Curcuma aromatica (common name: wild turmeric) is a member of the genus Curcuma belonging to the family Zingiberaceae. Botanically close to Curcuma australasica, wild turmeric has been widely used as a cosmetic herbal in South Asia and nearby regions. In Tamil and Malayalam, it is known as Kasthuri Manjal (கஸ்துரி மஞ்சள்/കസ്തൂരി മഞ്ഞൾ), and in Telugu, bontha-pasupu (బొంతపసుపు).

==Description==
The perennial foliage dies down in late autumn and the rhizomes remain dormant in winter. The inflorescence appears in early spring from the base of the rhizomes. During summer monsoon season and the immediately following weeks, the plant grows fast and vigorously. The stalk grows to about 20–30 cm tall, and is crowned with enlarged coloured bracts with pink tips. Leaves often appear even after the flowers. When in full growth the plants can reach a height of about 40 cm tall.

==Habitat==
This species is found in the south Asian region, predominantly in South India, Japan, and Sri Lanka.
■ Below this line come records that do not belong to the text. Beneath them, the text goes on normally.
use std::{
    fmt,
    sync::atomic::{AtomicU64, Ordering},
};

/// Counters/timers fed by the cache. An external collaborator in the
/// source system — this crate only defines the sink interface and a
/// couple of trivial implementations, never a concrete metrics backend.
pub trait CacheMetrics: Send + Sync + fmt::Debug {
    fn region_hit(&self) {}
    fn region_miss(&self) {}
    fn region_evicted(&self) {}
    fn gap_filled(&self, bytes: u64) {
        let _ = bytes;
    }
    fn populate_failed(&self) {}
    fn no_capacity(&self) {}
}

/// Discards every observation. The default when a caller doesn't wire up
/// a real sink.
#[derive(Debug, Default)]
pub struct NoopMetrics;

impl CacheMetrics for NoopMetrics {}

/// Plain atomic counters, useful in tests that assert on cache behavior
/// without standing up a real metrics backend.
#[derive(Debug, Default)]
pub struct CountingMetrics {
    pub hits: AtomicU64,
    pub misses: AtomicU64,
    pub evictions: AtomicU64,
    pub bytes_filled: AtomicU64,
    pub populate_failures: AtomicU64,
    pub no_capacity: AtomicU64,
}

impl CacheMetrics for CountingMetrics {
    fn region_hit(&self) {
        self.hits.fetch_add(1, Ordering::Relaxed);
    }

    fn region_miss(&self) {
        self.misses.fetch_add(1, Ordering::Relaxed);
    }

    fn region_evicted(&self) {
        self.evictions.fetch_add(1, Ordering::Relaxed);
    }

    fn gap_filled(&self, bytes: u64) {
        self.bytes_filled.fetch_add(bytes, Ordering::Relaxed);
    }

    fn populate_failed(&self) {
        self.populate_failures.fetch_add(1, Ordering::Relaxed);
    }

    fn no_capacity(&self) {
        self.no_capacity.fetch_add(1, Ordering::Relaxed);
    }
}
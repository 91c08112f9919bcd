use std::{
    collections::HashMap,
    hash::Hash,
    sync::{Arc, Weak},
};

use parking_lot::Mutex;

use crate::{
    cache_file_region::CacheFileRegion, clock::Clock, metrics::CacheMetrics, region_key::RegionKey,
    shared_bytes::SharedBytes,
};

/// Everything protected by the single service lock: the free-slot
/// pool and the key -> region map. `CacheFileRegion` never reaches into
/// this directly; it calls back through [`WeakShared::upgrade`] only to
/// finalize an eviction it observed going to zero refs.
pub(crate) struct Shared<K> {
    pub(crate) bytes: SharedBytes,
    pub(crate) clock: Arc<dyn Clock>,
    pub(crate) metrics: Arc<dyn CacheMetrics>,
    pub(crate) min_time_delta_millis: u64,
    state: Mutex<RegistryState<K>>,
}

struct RegistryState<K> {
    by_key: HashMap<RegionKey<K>, Arc<CacheFileRegion<K>>>,
    slots: Vec<Option<Arc<CacheFileRegion<K>>>>,
    free_slots: Vec<usize>,
}

impl<K: Clone + Eq + Hash + Send + Sync + 'static> Shared<K> {
    pub(crate) fn new(
        bytes: SharedBytes,
        clock: Arc<dyn Clock>,
        metrics: Arc<dyn CacheMetrics>,
        min_time_delta_millis: u64,
    ) -> Arc<Self> {
        let num_regions = bytes.num_regions();
        Arc::new(Self {
            bytes,
            clock,
            metrics,
            min_time_delta_millis,
            state: Mutex::new(RegistryState {
                by_key: HashMap::new(),
                slots: (0..num_regions).map(|_| None).collect(),
                free_slots: (0..num_regions).rev().collect(),
            }),
        })
    }

    pub(crate) fn weak(self: &Arc<Self>) -> WeakShared<K> {
        WeakShared(Arc::downgrade(self))
    }

    pub(crate) fn num_regions(&self) -> usize {
        self.state.lock().slots.len()
    }

    pub(crate) fn free_region_count(&self) -> usize {
        self.state.lock().free_slots.len()
    }

    pub(crate) fn region_count(&self) -> usize {
        self.state.lock().by_key.len()
    }

    pub(crate) fn is_resident(&self, key: &RegionKey<K>) -> bool {
        self.state.lock().by_key.contains_key(key)
    }

    /// Free slots plus currently-unreferenced resident regions: the
    /// capacity available to a caller willing to trigger eviction to make
    /// room (used by `maybeFetchFullEntry`'s all-or-nothing precheck).
    pub(crate) fn available_capacity(&self) -> usize {
        let state = self.state.lock();
        let evictable = state.by_key.values().filter(|r| r.ref_count() == 0).count();
        state.free_slots.len() + evictable
    }

    pub(crate) fn decay_all(&self) {
        let now = self.clock.now_millis();
        let state = self.state.lock();
        for region in state.by_key.values() {
            region.decay(now, self.min_time_delta_millis);
        }
    }

    /// Returns the cached region for `key` if resident, allocating (and
    /// possibly evicting a region to free a slot) if not. `region_len` is
    /// the logical length of this specific region (the last region of a
    /// blob may be shorter than `region_size`). Promotes the found
    /// region's frequency on a hit; a freshly allocated region
    /// already starts at `freq = 1` and is not also touched, so a zero
    /// `min_time_delta` can't double-promote it.
    pub(crate) fn get_or_create(
        self: &Arc<Self>,
        key: RegionKey<K>,
        region_len: u64,
    ) -> crate::error::Result<Arc<CacheFileRegion<K>>> {
        loop {
            let mut state = self.state.lock();

            if let Some(region) = state.by_key.get(&key).cloned() {
                drop(state);
                if region.try_inc_ref() {
                    region.touch(self.clock.now_millis(), self.min_time_delta_millis);
                    return Ok(region);
                }
                // Lost the race with an in-flight eviction of this exact
                // region; retry, which will either find it gone (and
                // allocate fresh) or find a newer incarnation.
                continue;
            }

            let slot = match state.free_slots.pop() {
                Some(slot) => slot,
                None => {
                    drop(state);
                    if !self.evict_for_allocation() {
                        return Err(crate::error::Error::NoEvictableRegion);
                    }
                    continue;
                }
            };

            let now = self.clock.now_millis();
            let region = CacheFileRegion::new(key.clone(), slot, region_len, now, self.weak());
            state.slots[slot] = Some(region.clone());
            state.by_key.insert(key.clone(), region.clone());
            return Ok(region);
        }
    }

    /// Evicts a victim to satisfy an allocation when the free pool is
    /// exhausted: prefers a region with `freq == 0`, else the minimum-`freq`
    /// unreferenced region. Unlike [`Self::evict_one`], this evicts
    /// regardless of whether any region has actually decayed to zero — an
    /// allocation must make room somehow.
    pub(crate) fn evict_for_allocation(self: &Arc<Self>) -> bool {
        let victim = {
            let mut state = self.state.lock();
            let key = state
                .by_key
                .values()
                .filter(|r| r.ref_count() == 0)
                .min_by_key(|r| (r.freq(), r.last_access_millis(), r.slot()))
                .map(|r| r.key().clone());
            key.and_then(|k| state.by_key.remove(&k))
        };
        match victim {
            Some(region) => {
                self.force_evict_region(&region);
                true
            }
            None => false,
        }
    }

    /// `maybeEvictLeastUsed`: evicts one unreferenced region
    /// whose frequency has decayed to zero, tie-broken by lowest
    /// `last_access_millis` then lowest slot index. Returns `false` if no
    /// such region exists, even when evictable regions with `freq > 0` do —
    /// decay gates eligibility, this operation never overrides it.
    pub(crate) fn evict_one(self: &Arc<Self>) -> bool {
        let victim = {
            let mut state = self.state.lock();
            let key = state
                .by_key
                .values()
                .filter(|r| r.ref_count() == 0 && r.freq() == 0)
                .min_by_key(|r| (r.last_access_millis(), r.slot()))
                .map(|r| r.key().clone());
            key.and_then(|k| state.by_key.remove(&k))
        };
        match victim {
            Some(region) => {
                self.force_evict_region(&region);
                true
            }
            None => false,
        }
    }

    /// Unconditionally removes `key` from the cache if present, evicting
    /// it even if it has outstanding references. The
    /// slot is reclaimed immediately if unreferenced, or deferred to the
    /// final `dec_ref` otherwise. Never fails.
    pub(crate) fn force_evict(&self, key: &RegionKey<K>) -> bool {
        let region = {
            let mut state = self.state.lock();
            state.by_key.remove(key)
        };
        match region {
            Some(region) => {
                self.force_evict_region(&region);
                true
            }
            None => false,
        }
    }

    /// Unconditionally evicts every resident region matching `predicate`
    ///. Returns the number evicted.
    pub(crate) fn force_evict_matching(&self, mut predicate: impl FnMut(&K) -> bool) -> usize {
        let matched: Vec<Arc<CacheFileRegion<K>>> = {
            let mut state = self.state.lock();
            let keys: Vec<RegionKey<K>> = state
                .by_key
                .keys()
                .filter(|k| predicate(&k.file_key))
                .cloned()
                .collect();
            keys.iter().filter_map(|k| state.by_key.remove(k)).collect()
        };
        let count = matched.len();
        for region in matched {
            self.force_evict_region(&region);
        }
        count
    }

    fn force_evict_region(&self, region: &Arc<CacheFileRegion<K>>) {
        self.metrics.region_evicted();
        if region.force_evict() {
            self.reclaim_slot(region.slot());
        }
    }

    /// Called by [`CacheFileRegion::dec_ref`] once a region that was
    /// marked evicted while still referenced finally reaches zero refs.
    pub(crate) fn finalize_eviction(&self, slot: usize) {
        self.reclaim_slot(slot);
    }

    fn reclaim_slot(&self, slot: usize) {
        let mut state = self.state.lock();
        state.slots[slot] = None;
        state.free_slots.push(slot);
    }
}

/// Weak back-reference a [`CacheFileRegion`] holds to the registry that
/// owns its slot: a region never outlives the registry in normal use, so
/// `upgrade` panicking is the contract, not a case the caller needs to
/// handle.
pub(crate) struct WeakShared<K>(Weak<Shared<K>>);

impl<K> Clone for WeakShared<K> {
    fn clone(&self) -> Self {
        Self(self.0.clone())
    }
}

impl<K> WeakShared<K> {
    pub(crate) fn upgrade(&self) -> Arc<Shared<K>> {
        self.0
            .upgrade()
            .expect("cache registry dropped while a region still exists")
    }

    pub(crate) fn finalize_eviction(&self, slot: usize) {
        self.upgrade().finalize_eviction(slot);
    }
}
The chemical composition of the species grown in different areas were found to be in different quantities. It is commonly known to native to Western Ghats and has been used by South Asian communities.

==Uses==
Wild turmeric has rhizomes with a peculiar fragrance and cream color. The rhizomes are often used as a culinary ingredient, and in traditional medicine, for skin disorders and as an antibacterial agent. It is also commonly used in ethnic cosmetic products. As a culinary ingredient it is used in limited quantities as a natural food colour. Leaves are broad and very decorative, elliptic with a leaf stem running as long to the tip of the blade. A fresh stalk with flowers and leaves, cut to proper size and shape, can be used as a floral indoor decoration in vase for up to 10 days.